Greetings from the "Exurbs"

This post-election week has been such a blur. Barbara has been telling me -- fondly, which is strange -- that my strong support of the Republican party and my recent diatribes against Democrats this week have finally reinforced her faith that she made the right decision to marry me. She said that before the election, my doubts about the President (she puts George Bush and Jesus on the same pedestal, like they've got their hands down each others' pants while up on high) were slowly making her hate me. But now she sees that I'm not like a Democrat at all, and she's happy.

I have no idea what she's talking about. All I remember is going to our neighborhood Republican Victory Party, being really depressed but trying to act happy, pounding whiskey like I was dying of thirst, and then waking up naked next to Barbara. That, in itself was odd, because since Barbara had the kids, her body, frankly, repulses me. Anyway, I might have gone to work, mowed the lawn, or ignored the kids since then, but I honestly can't remember what happened this week. I guess time flies when you're bored.

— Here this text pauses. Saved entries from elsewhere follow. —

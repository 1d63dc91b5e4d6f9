use std::collections::{BTreeMap, BTreeSet};

use crate::{
    animation::ease::Ease,
    foundation::core::{ElementId, clamp_unit},
    foundation::error::{ReelError, ReelResult},
};

/// Animatable visual property of an element.
#[derive(
    Clone, Copy, Debug, PartialEq, Eq, PartialOrd, Ord, Hash, serde::Serialize, serde::Deserialize,
)]
#[serde(rename_all = "camelCase")]
pub enum Property {
    /// Horizontal translation in pixels.
    X,
    /// Vertical translation in pixels.
    Y,
    /// Opacity in `[0, 1]`.
    Opacity,
    /// Uniform scale.
    Scale,
    /// Horizontal scale.
    ScaleX,
    /// Vertical scale.
    ScaleY,
}

/// One property of one element.
#[derive(
    Clone, Debug, PartialEq, Eq, PartialOrd, Ord, Hash, serde::Serialize, serde::Deserialize,
)]
pub struct TargetProperty {
    /// Element being animated.
    pub element: ElementId,
    /// Property of that element.
    pub property: Property,
}

impl TargetProperty {
    /// Pair an element with a property.
    pub fn new(element: impl Into<ElementId>, property: Property) -> Self {
        Self {
            element: element.into(),
            property,
        }
    }
}

/// Interpolation of a single property over `[start, start + duration]` of timeline progress.
#[derive(Clone, Debug, PartialEq, serde::Serialize, serde::Deserialize)]
pub struct Segment {
    /// Animated property.
    pub target: TargetProperty,
    /// Value at the start of the segment.
    pub from: f64,
    /// Value at the end of the segment.
    pub to: f64,
    /// Start offset in normalized timeline progress.
    pub start: f64,
    /// Length in normalized timeline progress, `(0, 1]`.
    pub duration: f64,
    /// Easing applied to segment-local progress.
    pub ease: Ease,
}

impl Segment {
    /// End offset (`start + duration`).
    pub fn end(&self) -> f64 {
        self.start + self.duration
    }

    /// Return `true` when `progress` lies inside `[start, end]`.
    pub fn contains(&self, progress: f64) -> bool {
        self.start <= progress && progress <= self.end()
    }

    /// Eased value at timeline `progress`; local progress is clamped to the segment.
    pub fn sample(&self, progress: f64) -> f64 {
        let local = ((progress - self.start) / self.duration).clamp(0.0, 1.0);
        let t = self.ease.apply(local);
        self.from + (self.to - self.from) * t
    }

    /// Validate offsets and values.
    pub fn validate(&self) -> ReelResult<()> {
        if !(self.from.is_finite() && self.to.is_finite()) {
            return Err(ReelError::timeline(format!(
                "segment for '{}' has non-finite values",
                self.target.element
            )));
        }
        if !(0.0..=1.0).contains(&self.start) {
            return Err(ReelError::timeline(format!(
                "segment for '{}' starts outside [0, 1] (start={})",
                self.target.element, self.start
            )));
        }
        if !(self.duration > 0.0 && self.duration <= 1.0) {
            return Err(ReelError::timeline(format!(
                "segment for '{}' must have duration in (0, 1] (duration={})",
                self.target.element, self.duration
            )));
        }
        // Small slack so authored offsets like 0.7 + 0.3 are not rejected by rounding.
        if self.end() > 1.0 + 1e-9 {
            return Err(ReelError::timeline(format!(
                "segment for '{}' ends past 1.0 (end={})",
                self.target.element,
                self.end()
            )));
        }
        Ok(())
    }
}

/// Property values produced by evaluating a timeline.
pub type Evaluated = BTreeMap<TargetProperty, f64>;

/// Ordered set of segments evaluated over normalized progress `[0, 1]`.
///
/// Declaration order is priority: where segments for the same property overlap, the later one
/// wins.
#[derive(Clone, Debug, Default, PartialEq, serde::Serialize, serde::Deserialize)]
pub struct Timeline {
    segments: Vec<Segment>,
}

impl Timeline {
    /// Empty timeline.
    pub fn new() -> Self {
        Self::default()
    }

    /// Build from already-ordered segments, validating each.
    pub fn from_segments(segments: Vec<Segment>) -> ReelResult<Self> {
        for s in &segments {
            s.validate()?;
        }
        Ok(Self { segments })
    }

    /// Append a segment with the lowest priority so far.
    pub fn push(&mut self, segment: Segment) -> ReelResult<()> {
        segment.validate()?;
        self.segments.push(segment);
        Ok(())
    }

    /// Segments in declaration order.
    pub fn segments(&self) -> &[Segment] {
        &self.segments
    }

    /// Return `true` when no segments are declared.
    pub fn is_empty(&self) -> bool {
        self.segments.is_empty()
    }

    /// Every property touched by at least one segment.
    pub fn targets(&self) -> BTreeSet<&TargetProperty> {
        self.segments.iter().map(|s| &s.target).collect()
    }

    /// Distinct elements touched by this timeline.
    pub fn elements(&self) -> BTreeSet<&ElementId> {
        self.segments.iter().map(|s| &s.target.element).collect()
    }

    /// Value of `target` at `progress`, or `None` when no segment animates it.
    ///
    /// Outside every segment the property holds: after a segment it keeps that segment's `to`,
    /// before the first one it shows the `from` of the earliest segment.
    pub fn value_at(&self, target: &TargetProperty, progress: f64) -> Option<f64> {
        let p = clamp_unit(progress);

        let mut active: Option<f64> = None;
        let mut passed: Option<(f64, f64)> = None;
        let mut upcoming: Option<(f64, f64)> = None;

        for seg in self.segments.iter().filter(|s| &s.target == target) {
            if seg.contains(p) {
                active = Some(seg.sample(p));
            } else if seg.end() < p {
                if passed.is_none_or(|(end, _)| seg.end() >= end) {
                    passed = Some((seg.end(), seg.to));
                }
            } else if upcoming.is_none_or(|(start, _)| seg.start <= start) {
                upcoming = Some((seg.start, seg.from));
            }
        }

        active
            .or(passed.map(|(_, v)| v))
            .or(upcoming.map(|(_, v)| v))
    }

    /// Evaluate every animated property at `progress` (clamped into `[0, 1]`).
    pub fn evaluate(&self, progress: f64) -> Evaluated {
        self.targets()
            .into_iter()
            .filter_map(|t| self.value_at(t, progress).map(|v| (t.clone(), v)))
            .collect()
    }

    /// Return `true` when no segment animates anything strictly inside `(a, b)`.
    pub fn is_static_between(&self, a: f64, b: f64) -> bool {
        const SLACK: f64 = 1e-9;
        self.segments
            .iter()
            .all(|s| s.end() <= a + SLACK || s.start >= b - SLACK)
    }
}

#[cfg(test)]
#[path = "../../tests/unit/animation/timeline.rs"]
mod tests;
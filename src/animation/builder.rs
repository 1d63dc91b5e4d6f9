use crate::{
    animation::ease::Ease,
    animation::timeline::{Property, Segment, TargetProperty, Timeline},
    foundation::core::{ElementId, Length, Viewport},
    foundation::error::{ReelError, ReelResult},
};

/// Placement of a tween on the builder's time axis.
#[derive(Clone, Copy, Debug, PartialEq)]
pub enum Position {
    /// Absolute time.
    At(f64),
    /// Offset from the end of the previously added tween (negative overlaps it).
    Relative(f64),
}

/// Property list for one side of a tween.
pub type Props<'a> = &'a [(Property, Length)];

#[derive(Clone, Debug)]
struct RawSegment {
    target: TargetProperty,
    from: f64,
    to: f64,
    start: f64,
    duration: f64,
    ease: Ease,
}

/// Builder for [`Timeline`] values authored in arbitrary time units.
///
/// Tweens are placed on an unnormalized axis (seconds for auto-play, progress for scroll
/// timelines). [`TimelineBuilder::build`] divides every offset by the total length so the result
/// lives in `[0, 1]`. Lengths resolve against the builder's viewport.
///
/// The first invalid call is remembered and reported by `build`.
pub struct TimelineBuilder {
    viewport: Viewport,
    raw: Vec<RawSegment>,
    cursor: f64,
    min_length: f64,
    error: Option<ReelError>,
}

impl TimelineBuilder {
    /// Create an empty builder resolving lengths against `viewport`.
    pub fn new(viewport: Viewport) -> Self {
        Self {
            viewport,
            raw: Vec::new(),
            cursor: 0.0,
            min_length: 0.0,
            error: None,
        }
    }

    /// Force the timeline to be at least `length` long, padding with an idle tail.
    pub fn span(mut self, length: f64) -> Self {
        self.min_length = self.min_length.max(length);
        self
    }

    /// Tween the listed properties of `target` from `from` to `to`.
    ///
    /// Every property in `to` needs a matching entry in `from`.
    pub fn from_to(
        mut self,
        target: impl Into<ElementId>,
        from: Props<'_>,
        to: Props<'_>,
        at: Position,
        duration: f64,
        ease: Ease,
    ) -> Self {
        let target = target.into();
        let start = self.resolve_position(at);
        self.push_tween(&target, from, to, start, duration, ease);
        self.cursor = start + duration;
        self
    }

    /// Apply the same tween to several elements, offsetting each by `stagger`.
    ///
    /// The following `Relative` position is measured from the end of the last staggered tween.
    #[allow(clippy::too_many_arguments)]
    pub fn stagger<I, E>(
        mut self,
        targets: I,
        from: Props<'_>,
        to: Props<'_>,
        at: Position,
        duration: f64,
        stagger: f64,
        ease: Ease,
    ) -> Self
    where
        I: IntoIterator<Item = E>,
        E: Into<ElementId>,
    {
        let base = self.resolve_position(at);
        let mut end = base;
        for (i, target) in targets.into_iter().enumerate() {
            let start = base + stagger * i as f64;
            self.push_tween(&target.into(), from, to, start, duration, ease);
            end = end.max(start + duration);
        }
        self.cursor = end;
        self
    }

    /// Total length on the unnormalized axis.
    pub fn length(&self) -> f64 {
        self.raw
            .iter()
            .map(|r| r.start + r.duration)
            .fold(self.min_length, f64::max)
    }

    /// Normalize into a [`Timeline`].
    pub fn build(self) -> ReelResult<Timeline> {
        if let Some(err) = self.error {
            return Err(err);
        }
        let total = self.length();
        let mut timeline = Timeline::new();
        if total <= 0.0 {
            return Ok(timeline);
        }
        for r in self.raw {
            timeline.push(Segment {
                target: r.target,
                from: r.from,
                to: r.to,
                start: r.start / total,
                duration: r.duration / total,
                ease: r.ease,
            })?;
        }
        Ok(timeline)
    }

    /// Normalize into a [`Timeline`] and return the unnormalized length alongside it.
    pub fn build_with_length(self) -> ReelResult<(Timeline, f64)> {
        let length = self.length();
        Ok((self.build()?, length))
    }

    fn resolve_position(&self, at: Position) -> f64 {
        match at {
            Position::At(t) => t,
            Position::Relative(delta) => (self.cursor + delta).max(0.0),
        }
    }

    fn push_tween(
        &mut self,
        target: &ElementId,
        from: Props<'_>,
        to: Props<'_>,
        start: f64,
        duration: f64,
        ease: Ease,
    ) {
        if self.error.is_some() {
            return;
        }
        if !(duration > 0.0) || !(start >= 0.0) {
            self.error = Some(ReelError::timeline(format!(
                "tween for '{target}' needs start >= 0 and duration > 0 (start={start}, duration={duration})"
            )));
            return;
        }
        for &(property, to_len) in to {
            let Some(&(_, from_len)) = from.iter().find(|(p, _)| *p == property) else {
                self.error = Some(ReelError::timeline(format!(
                    "tween for '{target}' animates {property:?} without a starting value"
                )));
                return;
            };
            self.raw.push(RawSegment {
                target: TargetProperty::new(target.clone(), property),
                from: from_len.resolve(&self.viewport),
                to: to_len.resolve(&self.viewport),
                start,
                duration,
                ease,
            });
        }
    }
}

#[cfg(test)]
#[path = "../../tests/unit/animation/builder.rs"]
mod tests;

I was reading the New York Times this week (on line, because Barbara doesn't allow that "liberal Jew nonsense" into our home) and was interested to see that David Brooks wrote an editorial and a book about "exurbs," which sound a lot like where I live.



Brooks says: The other problem I had is that I didn't adequately describe the oxymoronic attraction these places have for millions of people. On the one hand, people move to exurbs because they want some order in their lives. They leave places with arduous commutes, backbreaking mortgages, broken families and stressed social structures and they head for towns with ample living space, intact families, child-friendly public culture and intensely enforced social equality. That's bourgeois. On the other hand, they are taking a daring leap into the unknown, moving to towns that have barely been built, working often in high-tech office parks doing pioneering work in biotech and nanotechnology. These exurbs are conservative but also utopian - Mayberrys with BlackBerrys.

I think Brooks still has some research to do. What he doesn't mention (or maybe he does so in his book) is that out here in the "exurbs," the main motivating force behind a move to these supposed "utopian" enclaves is FEAR. Fear of crime, blacks, germs, terrorists, and anything you think you can't control. Fear of anything that is difficult or different, that doesn't comport with your idea of how the world is or should be. Brooks, that's the world I live in. You want to know how Bush and Rove got so many votes in my neighborhood? I'll tell you how. They scared the living shit out of us.